Tout d'abord, étant donnés le fluide électrique et les aimants, l'Équilibre était nécessairement possible.
Donc:
1º Quelle que soit l'attitude de l'Andréïde, la perpendiculaire passe de la clavicule supposée à la vertèbre proéminente, et de celle-ci aboutit à la malléole interne, comme pour nous.
2° Quelle que soit la mobilité de ces deux pieds «adorables», ils constituent perpétuellement les deux extrémités d'une droite horizontale sur le milieu de laquelle s'abaisse toujours une verticale, partie du centre de gravité réel de l'Andréïde, quelle que soit son attitude; voici pourquoi.
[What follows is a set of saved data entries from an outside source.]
//! Renderable capability shared by every visualization kind.

use crate::panel::Panel;
use crate::session::Visualizer;
use crate::surface::DrawSurface;
use gridvis_core::ToolkitError;
use std::sync::Arc;

/// A visualization to be rendered in a session's window.
pub trait Visualization: Send + Sync {
    /// The session this visualization was created for.
    fn session(&self) -> Arc<Visualizer>;

    /// The panel in which to render.
    fn panel(&self) -> &Panel;

    /// Paint the complete scene onto `surface`.
    ///
    /// Leaves the surface transform as it found it.
    fn paint(&self, surface: &mut dyn DrawSurface) -> Result<(), ToolkitError>;
}
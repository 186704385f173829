//! Error handling for gridvis
//!
//! Provides error types for every layer of the library:
//! - Dispatch errors (handing work to the render-control thread)
//! - Toolkit errors (window creation, surfaces, captures)
//! - Usage errors (binding a second window to a session)
//!
//! All error types use `thiserror` for ergonomic error handling.

use thiserror::Error;

/// Dispatch error type
///
/// Represents failures while marshaling work onto the render-control thread.
#[derive(Error, Debug, Clone, PartialEq, Eq)]
pub enum DispatchError {
    /// The render-control thread is gone and no longer accepts work
    #[error("Render thread disconnected")]
    Disconnected,

    /// The task panicked while running on the render-control thread
    #[error("Render task panicked: {message}")]
    TaskPanicked {
        /// The panic payload, when it was a string.
        message: String,
    },

    /// The render-control thread could not be started
    #[error("Failed to spawn render thread: {reason}")]
    Spawn {
        /// The reason the thread failed to start.
        reason: String,
    },
}

/// Toolkit error type
///
/// Represents failures reported by the windowing backend.
#[derive(Error, Debug, Clone, PartialEq, Eq)]
pub enum ToolkitError {
    /// The toolkit failed to initialize
    #[error("Toolkit initialization failed: {reason}")]
    Init {
        /// The reason initialization failed.
        reason: String,
    },

    /// A top-level window could not be created
    #[error("Window creation failed: {reason}")]
    WindowCreation {
        /// The reason the window could not be created.
        reason: String,
    },

    /// A drawing surface rejected an operation
    #[error("Surface error: {reason}")]
    Surface {
        /// The reason for the surface error.
        reason: String,
    },

    /// A frame could not be captured
    #[error("Capture failed: {reason}")]
    Capture {
        /// The reason the capture failed.
        reason: String,
    },
}

impl ToolkitError {
    /// Create a surface error from a message
    pub fn surface(reason: impl Into<String>) -> Self {
        ToolkitError::Surface {
            reason: reason.into(),
        }
    }
}

/// Main error type for gridvis
///
/// A unified error type that can represent any error from all layers.
/// This is the primary error type used in public APIs.
#[derive(Error, Debug)]
pub enum Error {
    /// A session already has its window; a second bind is a usage error
    #[error("Visualization already displayed: a session binds exactly one window")]
    AlreadyDisplayed,

    /// Dispatch error
    #[error(transparent)]
    Dispatch(#[from] DispatchError),

    /// Toolkit error
    #[error(transparent)]
    Toolkit(#[from] ToolkitError),
}

impl Error {
    /// Check if this is a caller usage error
    pub fn is_usage_error(&self) -> bool {
        matches!(self, Error::AlreadyDisplayed)
    }

    /// Check if this error came from the windowing backend
    pub fn is_toolkit_error(&self) -> bool {
        matches!(self, Error::Toolkit(_))
    }
}

/// Result type using Error
pub type Result<T> = std::result::Result<T, Error>;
Les deux hanches de Hadaly sont celles de la Diane chasseresse!--Mais leurs cavités d'argent contiennent ces deux buires-vasculaires, en platine, dont je vous spécifierai tout à l'heure l'utilité. Les bords, bien que glissants, sont d'une quasi-adhérence aux parois de ces cavités illiaques, à cause de leur forme sinueuse.
Les fonds de ces récipients--dont l'évasement supérieur est de la forme de ces parois--se terminent en cônes rectangulaires, lesquels sont eux-mêmes inclinés en bas, l'un vers l'autre soutendant ainsi un angle de quarante-cinq degrés par rapport au niveau de leur hauteur. Ainsi les deux pointes de ces vases, si elles se prolongeaient, se joindraient, entre les jambes, juste la hauteur des genoux de l'Andréïde.
Ces deux pointes forment, par conséquent, le fictif sommet renversé d'un rectangle dont l'hypothénuse serait une horizontale imaginaire coupant le torse en deux.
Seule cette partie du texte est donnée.